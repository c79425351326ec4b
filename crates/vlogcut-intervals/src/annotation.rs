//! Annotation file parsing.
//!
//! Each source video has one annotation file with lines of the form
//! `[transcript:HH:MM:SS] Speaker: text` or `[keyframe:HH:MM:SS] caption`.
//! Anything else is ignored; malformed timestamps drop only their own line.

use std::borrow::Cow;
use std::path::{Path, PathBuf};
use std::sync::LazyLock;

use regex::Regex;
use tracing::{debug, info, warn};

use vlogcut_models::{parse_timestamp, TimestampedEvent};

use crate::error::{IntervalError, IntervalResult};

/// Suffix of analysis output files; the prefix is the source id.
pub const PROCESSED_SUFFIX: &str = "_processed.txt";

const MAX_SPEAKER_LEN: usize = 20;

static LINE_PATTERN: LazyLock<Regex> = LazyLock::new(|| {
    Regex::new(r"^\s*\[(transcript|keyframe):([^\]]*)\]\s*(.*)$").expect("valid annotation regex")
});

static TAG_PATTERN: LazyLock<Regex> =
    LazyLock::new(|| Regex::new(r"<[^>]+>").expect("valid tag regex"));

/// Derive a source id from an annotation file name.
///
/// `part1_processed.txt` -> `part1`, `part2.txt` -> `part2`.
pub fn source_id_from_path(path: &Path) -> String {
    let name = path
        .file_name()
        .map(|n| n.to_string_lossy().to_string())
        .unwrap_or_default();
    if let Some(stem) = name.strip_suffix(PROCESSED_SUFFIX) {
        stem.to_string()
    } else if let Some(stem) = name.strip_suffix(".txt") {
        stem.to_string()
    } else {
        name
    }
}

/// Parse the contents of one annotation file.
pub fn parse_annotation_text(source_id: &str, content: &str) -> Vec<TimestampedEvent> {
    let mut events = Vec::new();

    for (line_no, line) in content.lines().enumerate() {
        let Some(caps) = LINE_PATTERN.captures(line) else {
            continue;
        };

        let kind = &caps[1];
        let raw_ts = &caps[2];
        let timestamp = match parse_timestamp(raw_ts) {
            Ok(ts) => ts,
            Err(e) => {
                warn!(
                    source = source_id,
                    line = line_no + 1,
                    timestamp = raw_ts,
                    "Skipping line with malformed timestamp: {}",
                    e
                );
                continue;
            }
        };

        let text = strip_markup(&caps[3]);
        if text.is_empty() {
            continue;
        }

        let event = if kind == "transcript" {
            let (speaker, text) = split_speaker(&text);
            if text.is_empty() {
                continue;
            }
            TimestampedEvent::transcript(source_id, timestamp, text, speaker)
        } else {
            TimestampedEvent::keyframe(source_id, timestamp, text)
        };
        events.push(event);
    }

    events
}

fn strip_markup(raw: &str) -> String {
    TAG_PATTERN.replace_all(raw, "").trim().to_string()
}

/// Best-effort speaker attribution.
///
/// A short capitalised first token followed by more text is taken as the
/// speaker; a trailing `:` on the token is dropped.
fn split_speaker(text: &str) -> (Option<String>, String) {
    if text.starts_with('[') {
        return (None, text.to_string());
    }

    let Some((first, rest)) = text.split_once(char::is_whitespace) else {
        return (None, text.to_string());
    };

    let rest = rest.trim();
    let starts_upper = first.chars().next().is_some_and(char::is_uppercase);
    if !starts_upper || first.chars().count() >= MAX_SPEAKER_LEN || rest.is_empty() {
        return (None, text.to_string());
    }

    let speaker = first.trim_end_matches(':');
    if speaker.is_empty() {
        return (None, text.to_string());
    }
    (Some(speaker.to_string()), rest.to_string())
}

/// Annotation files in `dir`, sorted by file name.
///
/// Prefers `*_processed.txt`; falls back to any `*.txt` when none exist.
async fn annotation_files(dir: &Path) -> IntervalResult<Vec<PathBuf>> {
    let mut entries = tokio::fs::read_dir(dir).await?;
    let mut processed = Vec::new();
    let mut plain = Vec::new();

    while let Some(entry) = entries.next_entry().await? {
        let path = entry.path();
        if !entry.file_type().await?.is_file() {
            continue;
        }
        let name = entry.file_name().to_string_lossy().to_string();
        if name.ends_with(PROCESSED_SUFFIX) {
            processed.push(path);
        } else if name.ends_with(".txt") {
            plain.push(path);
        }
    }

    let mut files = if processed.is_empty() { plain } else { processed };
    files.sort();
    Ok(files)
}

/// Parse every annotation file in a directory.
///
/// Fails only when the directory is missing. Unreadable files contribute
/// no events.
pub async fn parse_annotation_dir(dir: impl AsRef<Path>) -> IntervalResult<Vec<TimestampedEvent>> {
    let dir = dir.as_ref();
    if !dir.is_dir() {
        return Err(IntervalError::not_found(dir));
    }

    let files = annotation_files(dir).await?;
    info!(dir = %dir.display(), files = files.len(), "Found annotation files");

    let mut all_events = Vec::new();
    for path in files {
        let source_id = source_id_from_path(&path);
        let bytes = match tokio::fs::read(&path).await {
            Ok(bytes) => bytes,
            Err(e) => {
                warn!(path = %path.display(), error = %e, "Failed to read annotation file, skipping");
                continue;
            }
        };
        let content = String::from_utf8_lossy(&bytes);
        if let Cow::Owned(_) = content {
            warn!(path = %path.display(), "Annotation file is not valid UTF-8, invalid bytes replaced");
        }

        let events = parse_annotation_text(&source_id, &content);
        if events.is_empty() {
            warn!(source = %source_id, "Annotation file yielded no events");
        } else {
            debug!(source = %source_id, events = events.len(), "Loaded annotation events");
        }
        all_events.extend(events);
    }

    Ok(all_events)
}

◆ ◆ ◆ ◆ ◆

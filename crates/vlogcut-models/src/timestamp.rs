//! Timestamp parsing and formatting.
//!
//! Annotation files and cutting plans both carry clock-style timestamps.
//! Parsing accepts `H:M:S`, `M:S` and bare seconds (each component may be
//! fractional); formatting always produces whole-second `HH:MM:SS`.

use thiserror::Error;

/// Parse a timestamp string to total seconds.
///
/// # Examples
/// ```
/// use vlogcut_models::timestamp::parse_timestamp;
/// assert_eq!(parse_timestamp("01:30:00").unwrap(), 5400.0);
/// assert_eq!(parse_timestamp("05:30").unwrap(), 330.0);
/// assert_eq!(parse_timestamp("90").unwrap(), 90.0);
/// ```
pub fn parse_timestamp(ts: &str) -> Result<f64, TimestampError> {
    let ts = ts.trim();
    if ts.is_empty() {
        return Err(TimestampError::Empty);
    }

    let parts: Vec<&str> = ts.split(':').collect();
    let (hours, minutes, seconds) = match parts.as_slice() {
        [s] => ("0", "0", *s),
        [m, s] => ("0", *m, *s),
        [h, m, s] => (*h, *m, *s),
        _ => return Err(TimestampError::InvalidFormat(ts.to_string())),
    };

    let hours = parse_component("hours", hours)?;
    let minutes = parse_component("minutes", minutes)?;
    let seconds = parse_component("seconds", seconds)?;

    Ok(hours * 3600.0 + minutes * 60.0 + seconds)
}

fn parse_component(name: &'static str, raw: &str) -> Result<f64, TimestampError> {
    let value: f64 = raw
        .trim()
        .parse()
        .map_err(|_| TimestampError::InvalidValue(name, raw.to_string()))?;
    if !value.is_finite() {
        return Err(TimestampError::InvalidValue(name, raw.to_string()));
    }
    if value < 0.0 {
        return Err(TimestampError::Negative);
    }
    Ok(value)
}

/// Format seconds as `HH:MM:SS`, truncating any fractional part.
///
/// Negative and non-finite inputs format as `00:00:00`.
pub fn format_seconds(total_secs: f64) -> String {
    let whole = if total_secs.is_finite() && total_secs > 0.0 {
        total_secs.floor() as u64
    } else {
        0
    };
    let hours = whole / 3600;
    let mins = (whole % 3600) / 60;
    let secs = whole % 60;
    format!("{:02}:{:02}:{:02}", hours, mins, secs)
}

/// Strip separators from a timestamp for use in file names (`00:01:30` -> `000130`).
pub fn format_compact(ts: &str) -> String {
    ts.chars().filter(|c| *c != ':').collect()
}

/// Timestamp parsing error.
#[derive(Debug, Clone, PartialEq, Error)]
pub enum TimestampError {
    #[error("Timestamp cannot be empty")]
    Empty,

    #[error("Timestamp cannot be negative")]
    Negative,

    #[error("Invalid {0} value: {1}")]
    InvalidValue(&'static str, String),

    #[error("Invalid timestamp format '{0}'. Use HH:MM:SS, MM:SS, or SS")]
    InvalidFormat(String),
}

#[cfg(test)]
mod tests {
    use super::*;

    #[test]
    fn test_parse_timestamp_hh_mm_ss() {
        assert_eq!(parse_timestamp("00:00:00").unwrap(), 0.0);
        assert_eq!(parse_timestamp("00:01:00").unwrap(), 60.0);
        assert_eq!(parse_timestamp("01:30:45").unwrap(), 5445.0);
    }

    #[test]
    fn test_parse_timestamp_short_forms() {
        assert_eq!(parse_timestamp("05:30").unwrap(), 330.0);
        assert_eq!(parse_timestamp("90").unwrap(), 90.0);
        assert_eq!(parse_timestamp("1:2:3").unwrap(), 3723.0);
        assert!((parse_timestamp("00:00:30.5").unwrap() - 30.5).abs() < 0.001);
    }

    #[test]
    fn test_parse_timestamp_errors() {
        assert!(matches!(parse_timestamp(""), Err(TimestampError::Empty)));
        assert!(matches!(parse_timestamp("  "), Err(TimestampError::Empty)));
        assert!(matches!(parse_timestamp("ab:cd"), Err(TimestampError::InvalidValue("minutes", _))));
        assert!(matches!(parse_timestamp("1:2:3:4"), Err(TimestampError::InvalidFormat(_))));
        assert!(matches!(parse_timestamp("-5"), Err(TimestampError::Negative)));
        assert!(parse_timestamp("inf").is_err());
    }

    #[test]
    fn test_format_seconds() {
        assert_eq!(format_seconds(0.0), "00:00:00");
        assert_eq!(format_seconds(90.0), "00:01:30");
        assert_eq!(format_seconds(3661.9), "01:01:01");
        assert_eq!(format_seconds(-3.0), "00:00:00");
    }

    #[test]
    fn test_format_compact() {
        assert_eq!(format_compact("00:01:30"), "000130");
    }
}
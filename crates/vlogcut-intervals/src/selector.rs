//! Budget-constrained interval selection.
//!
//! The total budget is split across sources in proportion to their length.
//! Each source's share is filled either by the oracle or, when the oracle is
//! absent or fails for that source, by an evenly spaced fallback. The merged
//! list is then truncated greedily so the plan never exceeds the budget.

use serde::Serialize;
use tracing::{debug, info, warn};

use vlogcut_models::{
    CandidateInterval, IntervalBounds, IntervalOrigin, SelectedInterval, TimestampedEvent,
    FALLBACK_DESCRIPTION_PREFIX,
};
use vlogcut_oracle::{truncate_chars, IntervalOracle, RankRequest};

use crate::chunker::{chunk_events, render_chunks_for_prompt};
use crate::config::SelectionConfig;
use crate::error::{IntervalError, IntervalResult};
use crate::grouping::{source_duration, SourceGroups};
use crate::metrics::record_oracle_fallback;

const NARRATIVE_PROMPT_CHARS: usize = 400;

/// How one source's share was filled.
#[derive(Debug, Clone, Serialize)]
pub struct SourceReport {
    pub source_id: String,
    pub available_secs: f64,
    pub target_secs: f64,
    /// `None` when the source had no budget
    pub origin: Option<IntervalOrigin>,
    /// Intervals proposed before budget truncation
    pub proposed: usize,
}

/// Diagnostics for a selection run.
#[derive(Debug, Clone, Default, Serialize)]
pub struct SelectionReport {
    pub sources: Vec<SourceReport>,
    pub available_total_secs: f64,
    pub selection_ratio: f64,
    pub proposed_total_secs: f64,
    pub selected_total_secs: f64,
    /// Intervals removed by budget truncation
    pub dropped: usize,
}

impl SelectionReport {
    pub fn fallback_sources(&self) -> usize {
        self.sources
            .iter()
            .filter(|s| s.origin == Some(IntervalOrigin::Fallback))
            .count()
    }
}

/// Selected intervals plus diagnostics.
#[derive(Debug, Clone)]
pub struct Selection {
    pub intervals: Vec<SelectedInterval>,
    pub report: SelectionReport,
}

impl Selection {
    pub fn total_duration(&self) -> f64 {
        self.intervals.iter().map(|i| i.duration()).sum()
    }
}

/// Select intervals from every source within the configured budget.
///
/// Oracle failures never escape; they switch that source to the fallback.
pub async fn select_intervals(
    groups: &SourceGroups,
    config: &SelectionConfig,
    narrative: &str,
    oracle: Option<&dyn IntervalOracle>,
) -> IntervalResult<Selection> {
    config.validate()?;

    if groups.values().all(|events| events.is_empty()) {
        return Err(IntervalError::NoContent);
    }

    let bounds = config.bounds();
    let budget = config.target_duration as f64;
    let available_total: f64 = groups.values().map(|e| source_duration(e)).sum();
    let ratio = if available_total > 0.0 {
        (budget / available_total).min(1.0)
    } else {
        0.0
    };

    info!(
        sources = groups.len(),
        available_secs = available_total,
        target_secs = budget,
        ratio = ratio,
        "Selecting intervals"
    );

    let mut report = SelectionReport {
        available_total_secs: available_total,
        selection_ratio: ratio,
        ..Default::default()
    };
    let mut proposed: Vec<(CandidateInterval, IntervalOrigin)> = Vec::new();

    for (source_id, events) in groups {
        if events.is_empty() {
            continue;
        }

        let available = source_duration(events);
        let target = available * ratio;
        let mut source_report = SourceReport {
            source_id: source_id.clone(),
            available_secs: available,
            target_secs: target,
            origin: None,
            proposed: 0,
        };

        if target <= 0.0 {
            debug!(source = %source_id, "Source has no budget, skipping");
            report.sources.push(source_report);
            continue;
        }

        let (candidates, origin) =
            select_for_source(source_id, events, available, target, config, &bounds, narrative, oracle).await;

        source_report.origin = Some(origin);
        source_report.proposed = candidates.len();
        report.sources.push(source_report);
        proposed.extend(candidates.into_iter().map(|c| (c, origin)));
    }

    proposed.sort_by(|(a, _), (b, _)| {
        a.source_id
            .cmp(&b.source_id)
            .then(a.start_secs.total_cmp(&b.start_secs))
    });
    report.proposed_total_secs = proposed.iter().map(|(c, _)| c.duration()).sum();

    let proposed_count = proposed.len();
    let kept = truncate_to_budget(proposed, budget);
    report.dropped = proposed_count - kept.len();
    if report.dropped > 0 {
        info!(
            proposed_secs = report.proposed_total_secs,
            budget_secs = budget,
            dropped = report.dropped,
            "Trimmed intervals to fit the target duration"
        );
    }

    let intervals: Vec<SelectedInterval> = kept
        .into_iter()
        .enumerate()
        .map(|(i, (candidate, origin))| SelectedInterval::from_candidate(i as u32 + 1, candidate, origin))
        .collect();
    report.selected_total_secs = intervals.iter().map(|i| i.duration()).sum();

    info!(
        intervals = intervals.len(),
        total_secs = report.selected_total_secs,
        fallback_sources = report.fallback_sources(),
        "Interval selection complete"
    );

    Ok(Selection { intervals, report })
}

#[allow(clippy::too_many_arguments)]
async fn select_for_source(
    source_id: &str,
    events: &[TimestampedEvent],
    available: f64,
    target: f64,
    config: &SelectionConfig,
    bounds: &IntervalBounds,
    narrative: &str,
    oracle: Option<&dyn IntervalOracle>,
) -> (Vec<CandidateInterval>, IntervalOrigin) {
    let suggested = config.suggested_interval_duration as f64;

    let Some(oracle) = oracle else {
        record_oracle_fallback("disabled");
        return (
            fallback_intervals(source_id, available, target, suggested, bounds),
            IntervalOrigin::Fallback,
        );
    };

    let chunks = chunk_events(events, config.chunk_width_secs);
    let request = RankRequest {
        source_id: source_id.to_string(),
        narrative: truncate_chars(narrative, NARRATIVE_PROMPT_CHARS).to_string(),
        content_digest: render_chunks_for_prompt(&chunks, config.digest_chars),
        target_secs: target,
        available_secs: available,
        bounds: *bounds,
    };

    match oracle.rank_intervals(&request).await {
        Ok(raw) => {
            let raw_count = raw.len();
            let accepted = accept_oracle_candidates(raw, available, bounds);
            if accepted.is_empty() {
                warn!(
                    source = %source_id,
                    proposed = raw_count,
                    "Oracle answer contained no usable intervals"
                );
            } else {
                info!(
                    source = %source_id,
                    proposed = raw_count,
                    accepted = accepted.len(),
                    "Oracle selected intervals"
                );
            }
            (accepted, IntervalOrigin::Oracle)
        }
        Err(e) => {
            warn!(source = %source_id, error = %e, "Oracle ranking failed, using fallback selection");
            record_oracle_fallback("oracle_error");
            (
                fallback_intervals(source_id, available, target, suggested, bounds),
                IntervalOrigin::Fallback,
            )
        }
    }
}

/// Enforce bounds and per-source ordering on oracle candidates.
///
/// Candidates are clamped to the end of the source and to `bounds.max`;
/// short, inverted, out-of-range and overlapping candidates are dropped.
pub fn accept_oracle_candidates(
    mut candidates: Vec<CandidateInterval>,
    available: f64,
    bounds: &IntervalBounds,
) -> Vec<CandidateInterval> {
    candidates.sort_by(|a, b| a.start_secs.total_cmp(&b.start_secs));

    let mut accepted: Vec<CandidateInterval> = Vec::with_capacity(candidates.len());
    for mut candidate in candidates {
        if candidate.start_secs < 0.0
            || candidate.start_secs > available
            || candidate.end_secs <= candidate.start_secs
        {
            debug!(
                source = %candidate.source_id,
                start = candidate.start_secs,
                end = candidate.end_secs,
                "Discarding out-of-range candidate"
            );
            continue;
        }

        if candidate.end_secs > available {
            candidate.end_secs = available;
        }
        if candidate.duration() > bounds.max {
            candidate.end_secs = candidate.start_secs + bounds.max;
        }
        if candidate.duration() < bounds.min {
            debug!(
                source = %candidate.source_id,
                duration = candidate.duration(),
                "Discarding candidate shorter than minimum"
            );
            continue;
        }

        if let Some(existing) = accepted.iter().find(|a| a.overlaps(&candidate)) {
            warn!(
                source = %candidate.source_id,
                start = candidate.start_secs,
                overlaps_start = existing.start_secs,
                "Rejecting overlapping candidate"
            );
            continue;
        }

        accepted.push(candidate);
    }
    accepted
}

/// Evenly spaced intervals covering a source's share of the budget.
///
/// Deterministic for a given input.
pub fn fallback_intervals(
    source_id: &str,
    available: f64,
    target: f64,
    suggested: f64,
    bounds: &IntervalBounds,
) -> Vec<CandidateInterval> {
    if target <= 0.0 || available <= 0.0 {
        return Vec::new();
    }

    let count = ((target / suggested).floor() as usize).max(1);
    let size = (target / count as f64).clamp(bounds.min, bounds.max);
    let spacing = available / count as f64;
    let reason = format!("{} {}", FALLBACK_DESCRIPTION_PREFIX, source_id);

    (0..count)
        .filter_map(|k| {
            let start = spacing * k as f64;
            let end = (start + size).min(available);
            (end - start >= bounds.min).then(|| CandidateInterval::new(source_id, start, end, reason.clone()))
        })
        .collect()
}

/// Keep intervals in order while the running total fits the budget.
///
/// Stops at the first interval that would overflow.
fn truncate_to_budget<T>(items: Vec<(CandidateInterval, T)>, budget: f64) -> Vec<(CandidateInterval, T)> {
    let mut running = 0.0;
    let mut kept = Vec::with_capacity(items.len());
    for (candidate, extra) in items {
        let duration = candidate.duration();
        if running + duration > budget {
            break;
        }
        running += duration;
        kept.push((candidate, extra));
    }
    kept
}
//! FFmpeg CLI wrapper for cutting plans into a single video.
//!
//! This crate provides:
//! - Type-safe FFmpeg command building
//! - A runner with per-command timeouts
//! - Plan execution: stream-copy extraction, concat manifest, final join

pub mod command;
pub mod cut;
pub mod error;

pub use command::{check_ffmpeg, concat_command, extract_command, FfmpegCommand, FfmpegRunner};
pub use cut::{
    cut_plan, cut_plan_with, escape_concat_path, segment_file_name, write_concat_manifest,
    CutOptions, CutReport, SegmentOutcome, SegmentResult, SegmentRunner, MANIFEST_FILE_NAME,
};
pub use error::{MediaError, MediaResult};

◆ ◆ ◆ ◆ ◆

Exercise aim:
Find "async" in the preceding records. Copy each line that holds it.

Written response:
async fn annotation_files(dir: &Path) -> IntervalResult<Vec<PathBuf>> {
pub async fn parse_annotation_dir(dir: impl AsRef<Path>) -> IntervalResult<Vec<TimestampedEvent>> {
pub async fn select_intervals(
async fn select_for_source(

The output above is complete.